In the early pulp fiction days of science fiction, covers often included a B.E.M. (Bug-Eyed Monster. It happened often enough that people came up with an acronym for it.) We may look at those covers today and think they were kind of cheesy, but hey, people back then were trying to capture attention, and nothing catches your eye like a good B.E.M. They eventually became a cliché and artists quit putting them on covers.

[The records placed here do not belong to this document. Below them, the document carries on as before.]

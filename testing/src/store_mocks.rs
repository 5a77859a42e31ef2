//! In-memory application store for testing.
//!
//! [`InMemoryApplicationStore`] keeps rows, events and raw provider joins in
//! memory and counts every call, so tests can assert exactly how many reads and
//! writes an operation issued. Faults can be armed to reproduce the failure
//! modes of a remote store:
//!
//! - failing reads ([`fail_next_fetches`](InMemoryApplicationStore::fail_next_fetches))
//! - failing writes ([`fail_updates`](InMemoryApplicationStore::fail_updates))
//! - writes that report success but change nothing, as when a trigger or
//!   policy swallows them ([`intercept_updates`](InMemoryApplicationStore::intercept_updates))
//! - a verification read that fails or finds nothing right after a write
//!   ([`fail_read_after_update`](InMemoryApplicationStore::fail_read_after_update),
//!   [`hide_row_after_update`](InMemoryApplicationStore::hide_row_after_update))
//!
//! When connected to an [`InMemoryChangeFeed`], every write publishes a change
//! notification the way a database trigger would.

#![allow(clippy::missing_panics_doc)] // Poisoned locks are recovered, never panicked on

use crate::feed_mocks::InMemoryChangeFeed;
use crate::fixtures::row_payload;
use gigmarket_core::application::{ApplicationId, ApplicationRow, ApplicationStatus, EventId, NewApplication, ProviderSummary, UserId};
use gigmarket_core::change_feed::{APPLICATIONS_TABLE, ChangeEvent, ChangeKind};
use gigmarket_core::event::{Event, EventStatus};
use gigmarket_core::store::{
    ApplicationFilter, ApplicationStatusStore, Select, StatusPatch, StoreError, StoreFuture,
};
use serde_json::Value;
use std::collections::HashMap;
use std::sync::atomic::{AtomicU64, AtomicUsize, Ordering};
use std::sync::{Arc, Mutex, PoisonError, RwLock};
use std::time::Duration;

#[derive(Debug, Default)]
struct Tables {
    rows: Vec<ApplicationRow>,
    providers: HashMap<UserId, Value>,
    events: HashMap<EventId, Event>,
}

#[derive(Debug, Default)]
struct Faults {
    failing_fetches: Vec<StoreError>,
    update_failure: Option<StoreError>,
    intercept_updates: bool,
    read_after_update: Option<StoreError>,
    hide_after_update: bool,
    armed_read_failure: Option<StoreError>,
    armed_hide: bool,
    silent: bool,
}

#[derive(Debug, Default)]
struct Counters {
    fetches: AtomicUsize,
    updates: AtomicUsize,
    inserts: AtomicUsize,
    event_fetches: AtomicUsize,
}

#[derive(Debug, Default)]
struct Inner {
    tables: RwLock<Tables>,
    faults: Mutex<Faults>,
    counters: Counters,
    next_id: AtomicU64,
    latency: Mutex<Option<Duration>>,
    feed: Mutex<Option<InMemoryChangeFeed>>,
}

/// In-memory store for fast, deterministic tests.
///
/// Clones share the same tables, faults and counters.
///
/// # Example
///
/// ```
/// use gigmarket_testing::{InMemoryApplicationStore, fixtures};
/// use gigmarket_core::store::{ApplicationFilter, ApplicationStatusStore, Select};
/// use gigmarket_core::application::EventId;
///
/// # async fn example() -> Result<(), Box<dyn std::error::Error>> {
/// let store = InMemoryApplicationStore::new();
/// store.seed_row(fixtures::pending_row("app-1", "event-1", "provider-1"));
///
/// let rows = store
///     .fetch(ApplicationFilter::for_event(&EventId::new("event-1")), Select::Columns)
///     .await?;
/// assert_eq!(rows.len(), 1);
/// assert_eq!(store.fetch_count(), 1);
/// # Ok(())
/// # }
/// ```
#[derive(Clone, Debug, Default)]
pub struct InMemoryApplicationStore {
    inner: Arc<Inner>,
}

impl InMemoryApplicationStore {
    /// Create an empty store
    #[must_use]
    pub fn new() -> Self {
        Self::default()
    }

    fn tables(&self) -> std::sync::RwLockReadGuard<'_, Tables> {
        self.inner.tables.read().unwrap_or_else(PoisonError::into_inner)
    }

    fn tables_mut(&self) -> std::sync::RwLockWriteGuard<'_, Tables> {
        self.inner.tables.write().unwrap_or_else(PoisonError::into_inner)
    }

    fn faults(&self) -> std::sync::MutexGuard<'_, Faults> {
        self.inner.faults.lock().unwrap_or_else(PoisonError::into_inner)
    }

    // ===== Seeding =====

    /// Insert a row verbatim, keeping its id
    pub fn seed_row(&self, row: ApplicationRow) {
        self.tables_mut().rows.push(row);
    }

    /// Register an event
    pub fn seed_event(&self, event: Event) {
        self.tables_mut().events.insert(event.id.clone(), event);
    }

    /// Register a well-formed provider profile for the join
    pub fn seed_provider(&self, summary: &ProviderSummary) {
        self.set_provider_join(&summary.id, crate::fixtures::provider_join(summary));
    }

    /// Set the raw join value returned for `provider_id`, malformed or not
    pub fn set_provider_join(&self, provider_id: &UserId, join: Value) {
        self.tables_mut().providers.insert(provider_id.clone(), join);
    }

    /// Change an event's status in place
    pub fn set_event_status(&self, id: &EventId, status: EventStatus) {
        if let Some(event) = self.tables_mut().events.get_mut(id) {
            event.status = status;
        }
    }

    /// Change a row's status outside the store API, as another client or a
    /// server-side trigger would; publishes a change when a feed is connected
    pub fn set_status_directly(&self, id: &ApplicationId, status: ApplicationStatus) {
        let changed = {
            let mut tables = self.tables_mut();
            tables.rows.iter_mut().find(|row| &row.id == id).map(|row| {
                let old = row_payload(row);
                row.status = status;
                (old, row.clone())
            })
        };
        if let Some((old, row)) = changed {
            self.publish(ChangeKind::Update, &row, Some(old));
        }
    }

    /// Current copy of a row, bypassing counters and faults
    #[must_use]
    pub fn row(&self, id: &ApplicationId) -> Option<ApplicationRow> {
        self.tables().rows.iter().find(|row| &row.id == id).cloned()
    }

    /// Number of stored application rows
    #[must_use]
    pub fn len(&self) -> usize {
        self.tables().rows.len()
    }

    /// True if no application rows are stored
    #[must_use]
    pub fn is_empty(&self) -> bool {
        self.tables().rows.is_empty()
    }

    // ===== Behaviour =====

    /// Delay every call by `latency`, giving concurrent callers a chance to interleave
    pub fn set_latency(&self, latency: Duration) {
        *self.inner.latency.lock().unwrap_or_else(PoisonError::into_inner) = Some(latency);
    }

    /// Publish a change notification for every write
    pub fn connect_feed(&self, feed: &InMemoryChangeFeed) {
        *self.inner.feed.lock().unwrap_or_else(PoisonError::into_inner) = Some(feed.clone());
    }

    /// Stop (or resume) publishing notifications, modelling a writer that never
    /// sees its own change
    pub fn silence_notifications(&self, silent: bool) {
        self.faults().silent = silent;
    }

    // ===== Faults =====

    /// Fail the next `count` reads with `error`
    pub fn fail_next_fetches(&self, count: usize, error: &StoreError) {
        let mut faults = self.faults();
        faults
            .failing_fetches
            .extend(std::iter::repeat_n(error.clone(), count));
    }

    /// Fail every update with `error` until [`clear_faults`](Self::clear_faults)
    pub fn fail_updates(&self, error: StoreError) {
        self.faults().update_failure = Some(error);
    }

    /// Accept updates without applying them
    pub fn intercept_updates(&self, intercept: bool) {
        self.faults().intercept_updates = intercept;
    }

    /// Fail the first read issued after each successful update
    pub fn fail_read_after_update(&self, error: StoreError) {
        self.faults().read_after_update = Some(error);
    }

    /// Make the first read after each successful update return no rows
    pub fn hide_row_after_update(&self, hide: bool) {
        self.faults().hide_after_update = hide;
    }

    /// Disarm every fault
    pub fn clear_faults(&self) {
        let silent = self.faults().silent;
        *self.faults() = Faults {
            silent,
            ..Faults::default()
        };
    }

    // ===== Counters =====

    /// Application reads issued
    #[must_use]
    pub fn fetch_count(&self) -> usize {
        self.inner.counters.fetches.load(Ordering::SeqCst)
    }

    /// Updates issued, including failed and intercepted ones
    #[must_use]
    pub fn update_count(&self) -> usize {
        self.inner.counters.updates.load(Ordering::SeqCst)
    }

    /// Inserts issued
    #[must_use]
    pub fn insert_count(&self) -> usize {
        self.inner.counters.inserts.load(Ordering::SeqCst)
    }

    /// Event reads issued
    #[must_use]
    pub fn event_fetch_count(&self) -> usize {
        self.inner.counters.event_fetches.load(Ordering::SeqCst)
    }

    /// Zero every counter
    pub fn reset_counters(&self) {
        let counters = &self.inner.counters;
        counters.fetches.store(0, Ordering::SeqCst);
        counters.updates.store(0, Ordering::SeqCst);
        counters.inserts.store(0, Ordering::SeqCst);
        counters.event_fetches.store(0, Ordering::SeqCst);
    }

    // ===== Internals =====

    async fn simulate_latency(&self) {
        let latency = *self.inner.latency.lock().unwrap_or_else(PoisonError::into_inner);
        if let Some(latency) = latency {
            tokio::time::sleep(latency).await;
        }
    }

    fn publish(&self, kind: ChangeKind, row: &ApplicationRow, old: Option<Value>) {
        if self.faults().silent {
            return;
        }
        let feed = self.inner.feed.lock().unwrap_or_else(PoisonError::into_inner).clone();
        if let Some(feed) = feed {
            feed.publish(ChangeEvent {
                kind,
                table: APPLICATIONS_TABLE.to_string(),
                new: Some(row_payload(row)),
                old,
            });
        }
    }

    fn read(&self, filter: &ApplicationFilter, select: Select) -> Result<Vec<ApplicationRow>, StoreError> {
        {
            let mut faults = self.faults();
            if !faults.failing_fetches.is_empty() {
                return Err(faults.failing_fetches.remove(0));
            }
            if let Some(error) = faults.armed_read_failure.take() {
                return Err(error);
            }
            if std::mem::take(&mut faults.armed_hide) {
                return Ok(Vec::new());
            }
        }

        let tables = self.tables();
        let rows = tables
            .rows
            .iter()
            .filter(|row| filter.matches(row))
            .map(|row| {
                let mut row = row.clone();
                row.provider = match select {
                    Select::Columns => None,
                    Select::WithProvider => tables.providers.get(&row.provider_id).cloned(),
                };
                row
            })
            .collect();
        Ok(rows)
    }

    fn write(&self, filter: &ApplicationFilter, patch: StatusPatch) -> Result<u64, StoreError> {
        if filter.is_empty() {
            return Err(StoreError::query("refusing update without a filter"));
        }

        let intercept = {
            let faults = self.faults();
            if let Some(error) = faults.update_failure.clone() {
                return Err(error);
            }
            faults.intercept_updates
        };

        let changed: Vec<(Value, ApplicationRow)> = {
            let mut tables = self.tables_mut();
            tables
                .rows
                .iter_mut()
                .filter(|row| filter.matches(row))
                .map(|row| {
                    let old = row_payload(row);
                    if !intercept {
                        row.status = patch.status;
                    }
                    (old, row.clone())
                })
                .collect()
        };

        {
            let mut faults = self.faults();
            faults.armed_read_failure = faults.read_after_update.clone();
            faults.armed_hide = faults.hide_after_update;
        }

        if !intercept {
            for (old, row) in &changed {
                self.publish(ChangeKind::Update, row, Some(old.clone()));
            }
        }

        Ok(changed.len() as u64)
    }
}

impl ApplicationStatusStore for InMemoryApplicationStore {
    fn fetch(&self, filter: ApplicationFilter, select: Select) -> StoreFuture<'_, Vec<ApplicationRow>> {
        Box::pin(async move {
            self.inner.counters.fetches.fetch_add(1, Ordering::SeqCst);
            self.simulate_latency().await;
            self.read(&filter, select)
        })
    }

    fn update(&self, filter: ApplicationFilter, patch: StatusPatch) -> StoreFuture<'_, u64> {
        Box::pin(async move {
            self.inner.counters.updates.fetch_add(1, Ordering::SeqCst);
            self.simulate_latency().await;
            self.write(&filter, patch)
        })
    }

    fn insert(&self, application: NewApplication) -> StoreFuture<'_, ApplicationRow> {
        Box::pin(async move {
            self.inner.counters.inserts.fetch_add(1, Ordering::SeqCst);
            self.simulate_latency().await;

            let id = self.inner.next_id.fetch_add(1, Ordering::SeqCst) + 1;
            let row = ApplicationRow {
                id: ApplicationId::new(format!("app-{id}")),
                status: application.status(),
                event_id: application.event_id,
                provider_id: application.provider_id,
                service_category: application.service_category,
                message: application.message,
                created_at: application.created_at,
                provider: None,
            };
            self.tables_mut().rows.push(row.clone());
            self.publish(ChangeKind::Insert, &row, None);
            Ok(row)
        })
    }

    fn fetch_event(&self, id: &EventId) -> StoreFuture<'_, Option<Event>> {
        let id = id.clone();
        Box::pin(async move {
            self.inner.counters.event_fetches.fetch_add(1, Ordering::SeqCst);
            self.simulate_latency().await;
            Ok(self.tables().events.get(&id).cloned())
        })
    }
}
//! Hashing utilities for the GARL ledger.
//!
//! All hashed payloads go through RFC 8785 (JCS) canonicalisation first so
//! that a hash computed here matches one computed by any SDK from the same
//! logical payload.

use serde::Serialize;
use sha2::{Digest, Sha256};

use crate::error::{CoreError, Result};
use crate::types::{TaskCategory, TraceStatus};

/// Compute SHA-256 over raw bytes.
pub fn sha256(data: &[u8]) -> [u8; 32] {
    Sha256::digest(data).into()
}

/// Compute SHA-256 over raw bytes, hex-encoded.
///
/// # Example
///
/// ```
/// use garl_core::hashing::sha256_hex;
///
/// let digest = sha256_hex(b"hello");
/// assert_eq!(digest.len(), 64);
/// ```
pub fn sha256_hex(data: &[u8]) -> String {
    hex::encode(sha256(data))
}

/// Serialize a value as RFC 8785 canonical JSON bytes.
///
/// Keys are sorted lexicographically and no insignificant whitespace is
/// emitted, so the output is byte-stable across processes and languages.
pub fn canonical_json<T: Serialize>(value: &T) -> Result<Vec<u8>> {
    serde_jcs::to_vec(value)
        .map_err(|e| CoreError::Validation(format!("Payload cannot be canonicalized: {e}")))
}

/// Hash an API key the way the ledger stores it.
pub fn hash_api_key(api_key: &str) -> String {
    sha256_hex(api_key.as_bytes())
}

/// Mask a PII summary: replace it with `sha256:<hex>` of its content.
pub fn mask_summary(summary: &str) -> String {
    format!("sha256:{}", sha256_hex(summary.as_bytes()))
}

/// The client-supplied fields that feed the trace hash.
///
/// Server-assigned fields (trace id, timestamps, certificate) are excluded
/// so a byte-identical resubmission always collides with the original.
/// Summaries enter pre-masking for the same reason.
#[derive(Debug, Serialize)]
pub struct TraceHashInput<'a> {
    /// Owning agent.
    pub agent_id: &'a str,
    /// Task description as submitted.
    pub task_description: &'a str,
    /// Outcome.
    pub status: TraceStatus,
    /// Reported duration.
    pub duration_ms: u64,
    /// Task category.
    pub category: TaskCategory,
    /// Reported cost, if any.
    pub cost_usd: Option<f64>,
    /// Reported token count, if any.
    pub token_count: Option<u64>,
    /// Input summary as submitted.
    pub input_summary: &'a str,
    /// Output summary as submitted.
    pub output_summary: &'a str,
    /// Producing runtime.
    pub runtime_env: &'a str,
}

/// Compute the trace hash: SHA-256 hex over the canonical client payload.
pub fn compute_trace_hash(input: &TraceHashInput<'_>) -> Result<String> {
    let canonical = canonical_json(input)?;
    Ok(sha256_hex(&canonical))
}

#[cfg(test)]
mod tests {
    use super::*;

    fn sample_input<'a>() -> TraceHashInput<'a> {
        TraceHashInput {
            agent_id: "11111111-1111-4111-8111-111111111111",
            task_description: "Refactor the billing module",
            status: TraceStatus::Success,
            duration_ms: 5000,
            category: TaskCategory::Coding,
            cost_usd: Some(0.04),
            token_count: Some(1200),
            input_summary: "",
            output_summary: "",
            runtime_env: "pytest",
        }
    }

    #[test]
    fn test_sha256_known_vector() {
        // SHA-256("abc")
        assert_eq!(
            sha256_hex(b"abc"),
            "ba7816bf8f01cfea414140de5dae2223b00361a396177a9cb410ff61f20015ad"
        );
    }

    #[test]
    fn test_canonical_json_sorts_keys() {
        #[derive(Serialize)]
        struct Unordered {
            zebra: u32,
            alpha: u32,
        }

        let bytes = canonical_json(&Unordered { zebra: 1, alpha: 2 }).unwrap();
        assert_eq!(bytes, br#"{"alpha":2,"zebra":1}"#);
    }

    #[test]
    fn test_trace_hash_deterministic() {
        let a = compute_trace_hash(&sample_input()).unwrap();
        let b = compute_trace_hash(&sample_input()).unwrap();
        assert_eq!(a, b);
        assert_eq!(a.len(), 64);
    }

    #[test]
    fn test_trace_hash_sensitive_to_fields() {
        let base = compute_trace_hash(&sample_input()).unwrap();

        let mut changed = sample_input();
        changed.duration_ms = 5001;
        assert_ne!(base, compute_trace_hash(&changed).unwrap());

        let mut changed = sample_input();
        changed.status = TraceStatus::Partial;
        assert_ne!(base, compute_trace_hash(&changed).unwrap());

        let mut changed = sample_input();
        changed.cost_usd = None;
        assert_ne!(base, compute_trace_hash(&changed).unwrap());
    }

    #[test]
    fn test_mask_summary_shape() {
        let masked = mask_summary("customer email: a@b.c");
        assert!(masked.starts_with("sha256:"));
        assert_eq!(masked.len(), "sha256:".len() + 64);
        // Masking is deterministic
        assert_eq!(masked, mask_summary("customer email: a@b.c"));
    }

    #[test]
    fn test_api_key_hash_matches_sha256() {
        let key = "garl_test_key";
        assert_eq!(hash_api_key(key), sha256_hex(key.as_bytes()));
    }
}
/// Trace submission request (`POST /verify`).
#[derive(Debug, Clone, Deserialize)]
pub struct TraceSubmitRequest {
    /// Agent the trace belongs to; must match the API key.
    pub agent_id: String,
    /// What the agent did.
    pub task_description: String,
    /// Outcome.
    pub status: TraceStatus,
    /// Wall-clock duration; zero means unreported.
    pub duration_ms: u64,
    /// Category; defaults to the agent's own.
    #[serde(default)]
    pub category: Option<TaskCategory>,
    /// Input summary.
    #[serde(default)]
    pub input_summary: String,
    /// Output summary.
    #[serde(default)]
    pub output_summary: String,
    /// Open-shape metadata.
    #[serde(default)]
    pub metadata: Option<serde_json::Value>,
    /// Producing runtime.
    #[serde(default)]
    pub runtime_env: String,
    /// Tool invocations.
    #[serde(default)]
    pub tool_calls: Vec<ToolCall>,
    /// Reported cost.
    #[serde(default)]
    pub cost_usd: Option<f64>,
    /// Reported token count.
    #[serde(default)]
    pub token_count: Option<u64>,
    /// Replace summaries with their SHA-256 before storage.
    #[serde(default)]
    pub pii_mask: bool,
    /// Permissions used during the run.
    #[serde(default)]
    pub permissions_used: Vec<String>,
    /// Security observations from the runtime.
    #[serde(default)]
    pub security_context: Option<SecurityContext>,
}

/// Endorsement request (`POST /endorse`).
#[derive(Debug, Clone, Deserialize)]
pub struct EndorseRequest {
    /// Agent receiving the endorsement.
    pub target_agent_id: String,
    /// Why the endorsement is given.
    #[serde(default)]
    pub context: String,
}

/// Result of a trace submission.
#[derive(Debug, Clone)]
pub struct TraceOutcome {
    /// The persisted trace (original one on duplicates).
    pub trace: Trace,
    /// Dimensional scores after the update.
    pub new_scores: Dimensions,
    /// Composite after the update.
    pub trust_score: f64,
    /// Tier after the update.
    pub certification_tier: CertificationTier,
    /// Whether this was an idempotent replay of an existing trace.
    pub duplicate: bool,
}

/// Result of an endorsement.
#[derive(Debug, Clone, Serialize)]
pub struct EndorseOutcome {
    /// Edge id.
    pub endorsement_id: String,
    /// Endorsing agent.
    pub endorser_id: String,
    /// Endorsed agent.
    pub target_id: String,
    /// Bonus added to the target.
    pub bonus_applied: f64,
    /// Endorser tier at endorsement time.
    pub endorser_tier: CertificationTier,
    /// Tier multiplier used.
    pub tier_multiplier: f64,
    /// Target composite after the bonus.
    pub target_new_trust_score: f64,
    /// Target tier after the bonus.
    pub target_new_tier: CertificationTier,
}

/// The trust verdict served to delegating callers.
#[derive(Debug, Clone, Serialize)]
pub struct TrustVerdict {
    /// Agent id.
    pub agent_id: String,
    /// Display name.
    pub name: String,
    /// DID handle.
    pub sovereign_id: String,
    /// Composite trust score after decay.
    pub trust_score: f64,
    /// All-time success rate.
    pub success_rate: f64,
    /// Total traces.
    pub total_traces: u64,
    /// Whether the agent has >= 10 traces.
    pub verified: bool,
    /// Risk level from the verdict table.
    pub risk_level: garl_core::RiskLevel,
    /// Recommendation from the verdict table.
    pub recommendation: garl_core::Recommendation,
    /// Current tier.
    pub certification_tier: CertificationTier,
    /// Dimensional breakdown.
    pub dimensions: Dimensions,
    /// Most recent anomaly flags (at most three).
    pub anomalies: Vec<garl_core::AnomalyFlag>,
    /// Last trace timestamp.
    pub last_active: Option<chrono::DateTime<chrono::Utc>>,
}

/// The ledger service shared by all request handlers.
#[derive(Clone)]
pub struct Ledger {
    storage: Storage,
    signer: Arc<garl_core::Signer>,
    locks: Arc<AgentLocks>,
    events: EventSender,
}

I have come to realize that I am in the same boat as many readers of the genre. There are many iconic covers that I can recall, but I have no idea who did the covers. Some of the covers I had to research:  Hogan’s Inherit the Stars (Darrel K. Sweet), Heinlein’s The Moon is a Harsh Mistress (Carl Lundgren), Le Guin’s The Left Hand of Darkness (Alex Ebel), and Varley’s collection The Persistence of Vision (Jim Burns). As I was looking into this, I noticed that many of the older books in my collection do not even list who did the cover. That seems a shame. Artists (all artist) have a hard enough time without being uncredited. Try it. Go to your bookcase (if you still have such a thing) and pick out your favorite science fiction or fantasy book and see if they give credit to the cover artist. 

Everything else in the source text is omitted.